LightX2V supports multiple DIT matrix multiplication quantization schemes, configured through the `mm_type` parameter:

#### Supported mm_type Types

| mm_type | Weight Quantization | Activation Quantization | Compute Kernel |
|---------|-------------------|------------------------|----------------|
| `Default` | No Quantization | No Quantization | PyTorch |
| `W-fp8-channel-sym-A-fp8-channel-sym-dynamic-Vllm` | FP8 Channel Symmetric | FP8 Channel Dynamic Symmetric | VLLM |
| `W-int8-channel-sym-A-int8-channel-sym-dynamic-Vllm` | INT8 Channel Symmetric | INT8 Channel Dynamic Symmetric | VLLM |
| `W-fp8-channel-sym-A-fp8-channel-sym-dynamic-Q8F` | FP8 Channel Symmetric | FP8 Channel Dynamic Symmetric | Q8F |
| `W-int8-channel-sym-A-int8-channel-sym-dynamic-Q8F` | INT8 Channel Symmetric | INT8 Channel Dynamic Symmetric | Q8F |
| `W-fp8-block128-sym-A-fp8-channel-group128-sym-dynamic-Deepgemm` | FP8 Block Symmetric | FP8 Channel Group Symmetric | DeepGEMM |
| `W-fp8-channel-sym-A-fp8-channel-sym-dynamic-Sgl` | FP8 Channel Symmetric | FP8 Channel Dynamic Symmetric | SGL |

#### Detailed Quantization Scheme Description

**FP8 Quantization Scheme**:
- **Weight Quantization**: Uses `torch.float8_e4m3fn` format with per-channel symmetric quantization
- **Activation Quantization**: Dynamic quantization supporting per-token and per-channel modes
- **Advantages**: Provides optimal performance on FP8-supported GPUs with minimal precision loss (typically <1%)
- **Compatible Hardware**: H100, A100, RTX 40 series and other FP8-supported GPUs

**INT8 Quantization Scheme**:
- **Weight Quantization**: Uses `torch.int8` format with per-channel symmetric quantization
- **Activation Quantization**: Dynamic quantization supporting per-token mode
- **Advantages**: Best compatibility, suitable for most GPU hardware, reduces memory usage by ~50%
- **Compatible Hardware**: All INT8-supported GPUs

**Block Quantization Scheme**:
- **Weight Quantization**: FP8 quantization by 128x128 blocks
- **Activation Quantization**: Quantization by channel groups (group size 128)
- **Advantages**: Particularly suitable for large models with higher memory efficiency, supports larger batch sizes

### T5 Encoder Quantization

T5 encoder supports the following quantization schemes:

#### Supported quant_scheme Types

| quant_scheme | Quantization Precision | Compute Kernel |
|--------------|----------------------|----------------|
| `int8` | INT8 | VLLM |
| `fp8` | FP8 | VLLM |
| `int8-torchao` | INT8 | TorchAO |
| `int8-q8f` | INT8 | Q8F |
| `fp8-q8f` | FP8 | Q8F |

### CLIP Encoder Quantization

CLIP encoder supports the same quantization schemes as T5

## 🚀 Producing Quantized Models

Download quantized models from the [LightX2V Official Model Repository](https://huggingface.co/lightx2v), refer to the [Model Structure Documentation](../deploy_guides/model_structure.md) for details.

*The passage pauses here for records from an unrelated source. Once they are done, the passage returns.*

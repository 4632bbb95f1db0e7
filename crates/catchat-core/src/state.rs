//! UI-agnostic conversation state types
//!
//! This module contains the data structures shared by the store, the delivery
//! pipeline and any frontend. None of them depend on a UI framework.

use chrono::{DateTime, Utc};
use serde::{Deserialize, Serialize};
use std::fmt;
use uuid::Uuid;

/// Greeting seeded into the conversation that exists at process start
pub const WELCOME_GREETING: &str = "Hey there 👋 I’m your CatGPT bot. Ask me about SFWE classes, clubs, scholarships, or anything else!";

/// Greeting seeded into every conversation created with "new chat"
pub const NEW_CHAT_GREETING: &str = "New conversation started. How can I help?";

pub const WELCOME_TITLE: &str = "Welcome";
pub const NEW_CHAT_TITLE: &str = "New chat";

#[derive(Debug, Clone, Copy, PartialEq, Eq, Hash, Serialize, Deserialize)]
pub struct ConversationId(Uuid);

impl ConversationId {
    pub fn new() -> Self {
        Self(Uuid::new_v4())
    }

    pub fn as_uuid(&self) -> Uuid {
        self.0
    }
}

impl Default for ConversationId {
    fn default() -> Self {
        Self::new()
    }
}

impl fmt::Display for ConversationId {
    fn fmt(&self, f: &mut fmt::Formatter<'_>) -> fmt::Result {
        write!(f, "{}", self.0)
    }
}

#[derive(Debug, Clone, Copy, PartialEq, Eq, Hash, Serialize, Deserialize)]
pub struct MessageId(Uuid);

impl MessageId {
    pub fn new() -> Self {
        Self(Uuid::new_v4())
    }

    pub fn as_uuid(&self) -> Uuid {
        self.0
    }
}

impl Default for MessageId {
    fn default() -> Self {
        Self::new()
    }
}

/// The role of a chat message sender
#[derive(Debug, Clone, Copy, PartialEq, Eq, Serialize, Deserialize)]
#[serde(rename_all = "lowercase")]
pub enum ChatRole {
    User,
    Assistant,
}

impl ChatRole {
    pub fn as_str(&self) -> &'static str {
        match self {
            ChatRole::User => "user",
            ChatRole::Assistant => "assistant",
        }
    }
}

/// A single message in a conversation transcript
#[derive(Debug, Clone, Serialize, Deserialize)]
pub struct ChatMessage {
    pub id: MessageId,
    pub role: ChatRole,
    pub content: String,
    pub time: DateTime<Utc>,
}

impl ChatMessage {
    pub fn new(role: ChatRole, content: impl Into<String>) -> Self {
        Self {
            id: MessageId::new(),
            role,
            content: content.into(),
            time: Utc::now(),
        }
    }

    pub fn user(content: impl Into<String>) -> Self {
        Self::new(ChatRole::User, content)
    }

    pub fn assistant(content: impl Into<String>) -> Self {
        Self::new(ChatRole::Assistant, content)
    }
}

/// A conversation and its ordered transcript.
///
/// `messages` is never empty: every constructor seeds one assistant greeting.
#[derive(Debug, Clone)]
pub struct Conversation {
    pub id: ConversationId,
    pub title: String,
    pub updated_at: DateTime<Utc>,
    pub messages: Vec<ChatMessage>,
    /// Set while an assistant reply is being filled in
    pub streaming: bool,
    /// Backend session handle returned by the remote endpoint
    pub session_id: Option<String>,
}

impl Conversation {
    pub fn new(title: impl Into<String>, greeting: impl Into<String>) -> Self {
        Self {
            id: ConversationId::new(),
            title: title.into(),
            updated_at: Utc::now(),
            messages: vec![ChatMessage::assistant(greeting)],
            streaming: false,
            session_id: None,
        }
    }

    /// The conversation present when the application starts
    pub fn welcome() -> Self {
        Self::new(WELCOME_TITLE, WELCOME_GREETING)
    }

    /// A conversation created by the "new chat" action
    pub fn fresh() -> Self {
        Self::new(NEW_CHAT_TITLE, NEW_CHAT_GREETING)
    }

    pub fn last_message(&self) -> Option<&ChatMessage> {
        self.messages.last()
    }

    pub fn message(&self, id: MessageId) -> Option<&ChatMessage> {
        self.messages.iter().find(|m| m.id == id)
    }
}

Use LightX2V's convert tool to convert models into quantized models. Refer to the [documentation](https://github.com/ModelTC/lightx2v/tree/main/tools/convert/readme.md).

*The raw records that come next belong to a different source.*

impl App {
    pub fn new(
        pipeline: DeliveryPipeline,
        mode: DeliveryMode,
        events: mpsc::UnboundedSender<AppEvent>,
    ) -> Self {
        let mut sidebar_state = ListState::default();
        sidebar_state.select(Some(0));

        Self {
            should_quit: false,
            input_mode: InputMode::Editing,
            focus: FocusPane::Input,
            mode,
            pipeline,
            events,
            sidebar_state,
            selected_message: None,
            transcript_scroll: 0,
            transcript_height: 0,
            transcript_width: 0,
            follow_tail: true,
            input: TextInput::default(),
            rename: None,
            confirm_delete: None,
            status: None,
            status_ttl: 0,
            animation_frame: 0,
            tick_count: 0,
            sidebar_area: None,
            transcript_area: None,
        }
    }

    pub fn store(&self) -> &Arc<ConversationStore> {
        self.pipeline.store()
    }

    pub fn snapshot(&self) -> Arc<StoreSnapshot> {
        self.store().snapshot()
    }

    pub fn active_streaming(&self) -> bool {
        self.snapshot().active().streaming
    }

    pub fn set_status(&mut self, message: impl Into<String>) {
        self.status = Some(message.into());
        self.status_ttl = STATUS_TICKS;
    }

    /// Tick animation frame and expire the status line (called by Tick event)
    pub fn tick(&mut self) {
        self.tick_count = self.tick_count.wrapping_add(1);
        if self.tick_count % TICKS_PER_FRAME == 0 {
            self.animation_frame = (self.animation_frame + 1) % 3;
        }

        if self.status_ttl > 0 {
            self.status_ttl -= 1;
            if self.status_ttl == 0 {
                self.status = None;
            }
        }
    }

    /// A background delivery finished
    pub fn on_delivered(&mut self, conversation: ConversationId, completion: Completion) {
        match completion {
            Completion::Complete => {}
            Completion::Failed(err) => {
                tracing::debug!(%conversation, error = %err, "delivery failed");
                self.set_status(format!("Reply failed: {}", err));
            }
            Completion::Abandoned => {
                tracing::debug!(%conversation, "delivery abandoned");
            }
        }
    }

    // Sidebar

    /// The conversation under the sidebar cursor
    pub fn highlighted_conversation(&self) -> Option<ConversationId> {
        let snapshot = self.snapshot();
        self.sidebar_state
            .selected()
            .and_then(|i| snapshot.conversations.get(i))
            .map(|c| c.id)
    }

    pub fn sync_sidebar_to_active(&mut self) {
        let snapshot = self.snapshot();
        self.sidebar_state
            .select(snapshot.position(snapshot.active).or(Some(0)));
    }

    pub fn sidebar_nav_down(&mut self) {
        let len = self.snapshot().conversations.len();
        if len > 0 {
            let i = self.sidebar_state.selected().unwrap_or(0);
            self.sidebar_state.select(Some((i + 1).min(len - 1)));
        }
    }

    pub fn sidebar_nav_up(&mut self) {
        let i = self.sidebar_state.selected().unwrap_or(0);
        self.sidebar_state.select(Some(i.saturating_sub(1)));
    }

    pub fn select_highlighted(&mut self) {
        if let Some(id) = self.highlighted_conversation() {
            match self.store().select_conversation(id) {
                Ok(()) => self.reset_transcript_view(),
                Err(err) => self.set_status(err.to_string()),
            }
        }
    }

    pub fn new_conversation(&mut self) {
        self.store().create_conversation();
        self.sync_sidebar_to_active();
        self.reset_transcript_view();
        self.focus = FocusPane::Input;
        self.input_mode = InputMode::Editing;
    }

    pub fn begin_rename(&mut self) {
        let Some(target) = self.highlighted_conversation() else {
            return;
        };
        let title = self
            .store()
            .conversation(target)
            .map(|c| c.title.clone())
            .unwrap_or_default();
        self.rename = Some(RenameState {
            target,
            input: TextInput::with_text(title),
        });
    }

    pub fn commit_rename(&mut self) {
        if let Some(rename) = self.rename.take() {
            if let Err(err) = self
                .store()
                .rename_conversation(rename.target, &rename.input.text)
            {
                self.set_status(err.to_string());
            }
        }
    }

    pub fn begin_delete(&mut self) {
        self.confirm_delete = self.highlighted_conversation();
    }

    pub fn confirm_delete_conversation(&mut self) {
        if let Some(id) = self.confirm_delete.take() {
            match self.store().delete_conversation(id) {
                Ok(()) => {
                    self.sync_sidebar_to_active();
                    self.reset_transcript_view();
                    self.set_status("Chat deleted");
                }
                Err(err) => self.set_status(err.to_string()),
            }
        }
    }

    // Transcript

    pub fn reset_transcript_view(&mut self) {
        self.selected_message = None;
        self.transcript_scroll = 0;
        self.follow_tail = true;
    }

    pub fn select_next_message(&mut self) {
        let len = self.snapshot().active().messages.len();
        if len == 0 {
            return;
        }
        let next = match self.selected_message {
            Some(i) => (i + 1).min(len - 1),
            None => len - 1,
        };
        self.selected_message = Some(next);
        self.scroll_to_selected_message();
    }

    pub fn select_prev_message(&mut self) {
        let len = self.snapshot().active().messages.len();
        if len == 0 {
            return;
        }
        let prev = match self.selected_message {
            Some(i) => i.saturating_sub(1),
            None => len - 1,
        };
        self.selected_message = Some(prev);
        self.scroll_to_selected_message();
    }

    /// Content of the highlighted transcript message, read through the store
    pub fn selected_message_content(&self) -> Option<String> {
        let snapshot = self.snapshot();
        let conversation = snapshot.active();
        let message = conversation.messages.get(self.selected_message?)?;
        self.store().message_content(conversation.id, message.id)
    }

    pub fn last_message_content(&self) -> Option<String> {
        self.store().last_message_content(self.store().active_id())
    }

    pub fn scroll_down(&mut self) {
        self.transcript_scroll = self.transcript_scroll.saturating_add(1);
        self.clamp_scroll();
    }

    pub fn scroll_up(&mut self) {
        self.follow_tail = false;
        self.transcript_scroll = self.transcript_scroll.saturating_sub(1);
    }

    pub fn scroll_half_page_down(&mut self) {
        let half = (self.transcript_height / 2).max(1);
        self.transcript_scroll = self.transcript_scroll.saturating_add(half);
        self.clamp_scroll();
    }

    pub fn scroll_half_page_up(&mut self) {
        self.follow_tail = false;
        let half = (self.transcript_height / 2).max(1);
        self.transcript_scroll = self.transcript_scroll.saturating_sub(half);
    }

    /// Scroll transcript to bottom so the newest reply is visible
    pub fn scroll_to_bottom(&mut self) {
        self.transcript_scroll = self.max_scroll();
    }

    fn max_scroll(&self) -> u16 {
        let snapshot = self.snapshot();
        let (_, total_lines) = transcript_layout(snapshot.active(), self.transcript_width);
        let visible_height = if self.transcript_height > 0 {
            self.transcript_height
        } else {
            20
        };
        total_lines.saturating_sub(visible_height)
    }

    fn clamp_scroll(&mut self) {
        let max = self.max_scroll();
        if self.transcript_scroll >= max {
            self.transcript_scroll = max;
            self.follow_tail = true;
        }
    }

    fn scroll_to_selected_message(&mut self) {
        let Some(idx) = self.selected_message else {
            return;
        };
        let snapshot = self.snapshot();
        let (starts, total_lines) = transcript_layout(snapshot.active(), self.transcript_width);
        let start = starts.get(idx).copied().unwrap_or(0);
        let end = starts.get(idx + 1).copied().unwrap_or(total_lines);

        self.follow_tail = false;
        if start < self.transcript_scroll {
            self.transcript_scroll = start;
        } else if end > self.transcript_scroll + self.transcript_height {
            self.transcript_scroll = end.saturating_sub(self.transcript_height);
        }
    }
}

## 📥 Loading Quantized Models for Inference

### DIT Model Configuration

Write the path of the converted quantized weights to the `dit_quantized_ckpt` field in the [configuration file](https://github.com/ModelTC/lightx2v/blob/main/configs/quantization).

```json
{
    "dit_quantized_ckpt": "/path/to/dit_quantized_ckpt",
    "mm_config": {
        "mm_type": "W-fp8-channel-sym-A-fp8-channel-sym-dynamic-Vllm"
    }
}
```

### T5 Encoder Configuration

```json
{
    "t5_quantized": true,
    "t5_quant_scheme": "fp8",
    "t5_quantized_ckpt": "/path/to/t5_quantized_ckpt"
}
```

### CLIP Encoder Configuration

```json
{
    "clip_quantized": true,
    "clip_quant_scheme": "fp8",
    "clip_quantized_ckpt": "/path/to/clip_quantized_ckpt"
}
```

### Complete Configuration Example

```json
{
    "dit_quantized_ckpt": "/path/to/dit_quantized_ckpt",
    "mm_config": {
        "mm_type": "W-fp8-channel-sym-A-fp8-channel-sym-dynamic-Vllm"
    },
    "t5_quantized": true,
    "t5_quant_scheme": "fp8",
    "t5_quantized_ckpt": "/path/to/t5_quantized_ckpt",
    "clip_quantized": true,
    "clip_quant_scheme": "fp8",
    "clip_quantized_ckpt": "/path/to/clip_quantized_ckpt"
}
```

By specifying `--config_json` to the specific config file, you can load the quantized model for inference.

[Here](https://github.com/ModelTC/lightx2v/tree/main/scripts/quantization) are some running scripts for use.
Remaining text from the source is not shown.